8. You will not be able to camp arbitrarily on Everest
Everything is preset. From the main camp at an altitude of 5.5 km, you will have to go to Khumbu Ice Waterfall at 5.9 km to meet another camp, called Camp 1. At 6.4 km will have Camp 2.
Want to go to Camp 3, you have to climb another 800m, while Camp 4 is 7.9km high. This is also an important boundary, because passing this landmark you will enter the "death zone" – where the concentration of oxygen is low to dangerous levels.
From here, you will have 24 hours to complete the road to conquer Mount Everest, then climb down right in the day. It is also the choice of most climbers, because they want to limit the time in this area to as low as possible.
9. The road to climb to the top is not the most frightening place
Although located in the "death zone", the last road to Mount Everest is not the most feared place.

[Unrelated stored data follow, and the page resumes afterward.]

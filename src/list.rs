use std::time::{Duration, Instant};

use crate::error::{Error, Result, eyre};

#[derive(Debug)]
struct Node<T> {
    value: Option<T>,
    prev: Option<usize>,
    next: Option<usize>,
}

/// Doubly linked list whose nodes live in an arena and link by index
///
/// Slots of removed nodes are recycled by later inserts.
#[derive(Debug)]
pub struct DoublyLinkedList<T> {
    nodes: Vec<Node<T>>,
    vacant: Vec<usize>,
    head: Option<usize>,
    tail: Option<usize>,
    len: usize,
}

impl<T> DoublyLinkedList<T> {
    pub fn new() -> Self {
        Self {
            nodes: Vec::new(),
            vacant: Vec::new(),
            head: None,
            tail: None,
            len: 0,
        }
    }

    pub fn len(&self) -> usize {
        self.len
    }

    pub fn is_empty(&self) -> bool {
        self.len == 0
    }

    pub fn push_front(&mut self, value: T) {
        let index = self.insert_node(value, None, self.head);
        match self.head {
            Some(old) => self.node_mut(old).prev = Some(index),
            None => self.tail = Some(index),
        }
        self.head = Some(index);
    }

    pub fn push_back(&mut self, value: T) {
        let index = self.insert_node(value, self.tail, None);
        match self.tail {
            Some(old) => self.node_mut(old).next = Some(index),
            None => self.head = Some(index),
        }
        self.tail = Some(index);
    }

    pub fn pop_front(&mut self) -> Option<T> {
        self.head.and_then(|index| self.unlink(index))
    }

    pub fn pop_back(&mut self) -> Option<T> {
        self.tail.and_then(|index| self.unlink(index))
    }

    pub fn front(&self) -> Option<&T> {
        self.head
            .and_then(|index| self.nodes.get(index))
            .and_then(|node| node.value.as_ref())
    }

    pub fn back(&self) -> Option<&T> {
        self.tail
            .and_then(|index| self.nodes.get(index))
            .and_then(|node| node.value.as_ref())
    }

    /// Unlink every element matching `predicate`, returning how many were removed
    pub fn remove_where(&mut self, mut predicate: impl FnMut(&T) -> bool) -> usize {
        let mut removed = 0;
        let mut cursor = self.head;
        while let Some(index) = cursor {
            let node = &self.nodes[index];
            cursor = node.next;
            if node.value.as_ref().is_some_and(&mut predicate) {
                self.unlink(index);
                removed += 1;
            }
        }
        removed
    }

    /// Iterate from head to tail
    pub fn iter(&self) -> Iter<'_, T> {
        Iter {
            list: self,
            cursor: self.head,
        }
    }

    fn insert_node(&mut self, value: T, prev: Option<usize>, next: Option<usize>) -> usize {
        let node = Node {
            value: Some(value),
            prev,
            next,
        };
        self.len += 1;
        match self.vacant.pop() {
            Some(index) => {
                self.nodes[index] = node;
                index
            }
            None => {
                self.nodes.push(node);
                self.nodes.len() - 1
            }
        }
    }

    fn unlink(&mut self, index: usize) -> Option<T> {
        let node = self.nodes.get_mut(index)?;
        let value = node.value.take()?;
        let (prev, next) = (node.prev.take(), node.next.take());

        match prev {
            Some(p) => self.node_mut(p).next = next,
            None => self.head = next,
        }
        match next {
            Some(n) => self.node_mut(n).prev = prev,
            None => self.tail = prev,
        }

        self.vacant.push(index);
        self.len -= 1;
        Some(value)
    }

    fn node_mut(&mut self, index: usize) -> &mut Node<T> {
        &mut self.nodes[index]
    }
}

impl<T> Default for DoublyLinkedList<T> {
    fn default() -> Self {
        Self::new()
    }
}

pub struct Iter<'a, T> {
    list: &'a DoublyLinkedList<T>,
    cursor: Option<usize>,
}

impl<'a, T> Iterator for Iter<'a, T> {
    type Item = &'a T;

    fn next(&mut self) -> Option<Self::Item> {
        let node = self.list.nodes.get(self.cursor?)?;
        self.cursor = node.next;
        node.value.as_ref()
    }
}

// ============================================================================
// Timed free list
// ============================================================================

#[derive(Debug)]
struct Freed<T> {
    value: T,
    freed_at: Instant,
}

/// Free list that remembers when each element was returned
///
/// Allocation is LIFO: the most recently freed element comes back first.
#[derive(Debug)]
pub struct TimedFreeList<T> {
    list: DoublyLinkedList<Freed<T>>,
}

impl<T> TimedFreeList<T> {
    pub fn new() -> Self {
        Self {
            list: DoublyLinkedList::new(),
        }
    }

    pub fn len(&self) -> usize {
        self.list.len()
    }

    pub fn is_empty(&self) -> bool {
        self.list.is_empty()
    }

    pub fn free(&mut self, value: T, freed_at: Instant) {
        self.list.push_back(Freed { value, freed_at });
    }

    pub fn allocate(&mut self) -> Option<T> {
        self.list.pop_back().map(|freed| freed.value)
    }

    /// Drop every element freed more than `delta` before `now`
    pub fn evict_timed_out(&mut self, now: Instant, delta: Duration) -> Result<usize> {
        if self.list.iter().any(|freed| freed.freed_at > now) {
            return Err(Error::LibraryBug(eyre!(
                "free list holds an element freed after {:?}",
                now
            )));
        }
        Ok(self
            .list
            .remove_where(|freed| now.duration_since(freed.freed_at) > delta))
    }
}

impl<T> Default for TimedFreeList<T> {
    fn default() -> Self {
        Self::new()
    }
}
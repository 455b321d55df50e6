use std::fmt::Debug;
use std::sync::Arc;

use crate::col::ResultSetMetaData;
use crate::error::Result;
use crate::opts::Opts;
use crate::params::Parameters;
use crate::protocol::decoder::RowDecoder;
use crate::protocol::wire::{StringEncoder, Wire};

/// Row lengths reported by one fetch
#[derive(Debug, Default, Clone)]
pub struct RetrievedRows {
    row_lengths: Vec<u32>,
}

impl RetrievedRows {
    pub fn new() -> Self {
        Self::default()
    }

    pub fn clear(&mut self) {
        self.row_lengths.clear();
    }

    pub fn push(&mut self, row_length: u32) {
        self.row_lengths.push(row_length);
    }

    pub fn num_rows(&self) -> usize {
        self.row_lengths.len()
    }

    pub fn row_length(&self, index: usize) -> Option<u32> {
        self.row_lengths.get(index).copied()
    }

    pub fn row_lengths(&self) -> &[u32] {
        &self.row_lengths
    }

    /// Total bytes of the rows from `from` on
    pub fn bytes_from(&self, from: usize) -> usize {
        self.row_lengths
            .get(from..)
            .map_or(0, |lengths| lengths.iter().map(|&len| len as usize).sum())
    }
}

/// What the server answered to a free-form SQL statement
#[derive(Debug, Clone, Copy, PartialEq, Eq)]
pub enum SqlOutcome {
    /// Result set metadata follows on the wire
    ResultSet,
    UpdateCount(u32),
    None,
}

#[derive(Debug)]
pub struct PreparedStatementResult<PS> {
    pub statement: PS,
    pub num_parameters: usize,
}

/// Byte-level half of a vendor protocol
///
/// Implementations read and write the wire but never track conversation
/// state; the connection protocol calls them only when the call is legal.
pub trait DatabaseProtocol {
    type PreparedStatement: Debug;
    type DataType: Copy + Debug;
    type Decoder: RowDecoder<DataType = Self::DataType>;

    /// Largest encoded string the server accepts
    fn max_string_bytes(&self) -> usize;

    fn row_decoder(&self) -> Arc<Self::Decoder>;

    fn prepared_statement_id(&self, statement: &Self::PreparedStatement) -> u64;

    fn perform_initial_setup(&mut self, wire: &mut Wire, encoder: &StringEncoder, opts: &Opts)
    -> Result<()>;

    fn set_auto_commit(&mut self, wire: &mut Wire, encoder: &StringEncoder, on: bool) -> Result<()>;

    fn execute_query(&mut self, wire: &mut Wire, encoder: &StringEncoder, sql: &str) -> Result<()>;

    fn execute_update(&mut self, wire: &mut Wire, encoder: &StringEncoder, sql: &str) -> Result<u32>;

    fn execute_sql(&mut self, wire: &mut Wire, encoder: &StringEncoder, sql: &str)
    -> Result<SqlOutcome>;

    fn prepare_statement(
        &mut self,
        wire: &mut Wire,
        encoder: &StringEncoder,
        sql: &str,
    ) -> Result<PreparedStatementResult<Self::PreparedStatement>>;

    fn execute_prepared_query(
        &mut self,
        statement: &Self::PreparedStatement,
        wire: &mut Wire,
        encoder: &StringEncoder,
        parameters: &Parameters,
    ) -> Result<()>;

    fn execute_prepared_update(
        &mut self,
        statement: &Self::PreparedStatement,
        wire: &mut Wire,
        encoder: &StringEncoder,
        parameters: &Parameters,
    ) -> Result<u32>;

    fn close_prepared_statement(
        &mut self,
        statement: &Self::PreparedStatement,
        wire: &mut Wire,
    ) -> Result<()>;

    /// One update count per batch entry
    fn execute_batches(
        &mut self,
        statement: &Self::PreparedStatement,
        batches: &[Parameters],
        wire: &mut Wire,
        encoder: &StringEncoder,
    ) -> Result<Vec<i32>>;

    fn send_begin(&mut self, wire: &mut Wire) -> Result<()>;

    fn send_commit(&mut self, wire: &mut Wire) -> Result<()>;

    fn retrieve_result_metadata(
        &mut self,
        wire: &mut Wire,
    ) -> Result<ResultSetMetaData<Self::DataType>>;

    fn retrieve_prepared_result_metadata(
        &mut self,
        wire: &mut Wire,
        statement: &Self::PreparedStatement,
    ) -> Result<ResultSetMetaData<Self::DataType>>;

    /// Read up to `max_rows` rows into `dst`, recording each row's length
    ///
    /// Zero rows means the result is exhausted.
    fn retrieve_result_rows(
        &mut self,
        wire: &mut Wire,
        dst: &mut [u8],
        max_rows: usize,
        bytes_per_row: usize,
        retrieved: &mut RetrievedRows,
    ) -> Result<()>;

    /// Discard the rest of the current result
    fn close_result_set(&mut self, wire: &mut Wire) -> Result<()>;

    fn send_close(&mut self, wire: &mut Wire) -> Result<()>;
}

Khumbu Ice Waterfall is the place to hold this title – according to the conclusion of the majority of climbers.
The Ice Waterfall area is located between the Main Camp and Camp 1, so during training everyone must overcome it. The problem is that because the climate is getting hotter, this Ice Waterfall has become more unstable than ever.
Waterfall ice – the scariest place on Everest
In the period of 1953 – 2016, there were 44 people died at Thac Bang, accounting for 25% of the total death toll on the entire road. The victims died by falling into ravines formed by melting ice.
10. A lot of bodies are still in the mountains
306 people were killed on Mount Everest, but most of the bodies were still lying in the cold snow. Nobody brought them down, simply because it was very dangerous and extremely expensive.
The cost to transport a corpse often amounted to tens of thousands of dollars – the highest case recorded was $ 70,000. This is a number that can be considered commensurate with the danger of this job, because even indigenous people must die.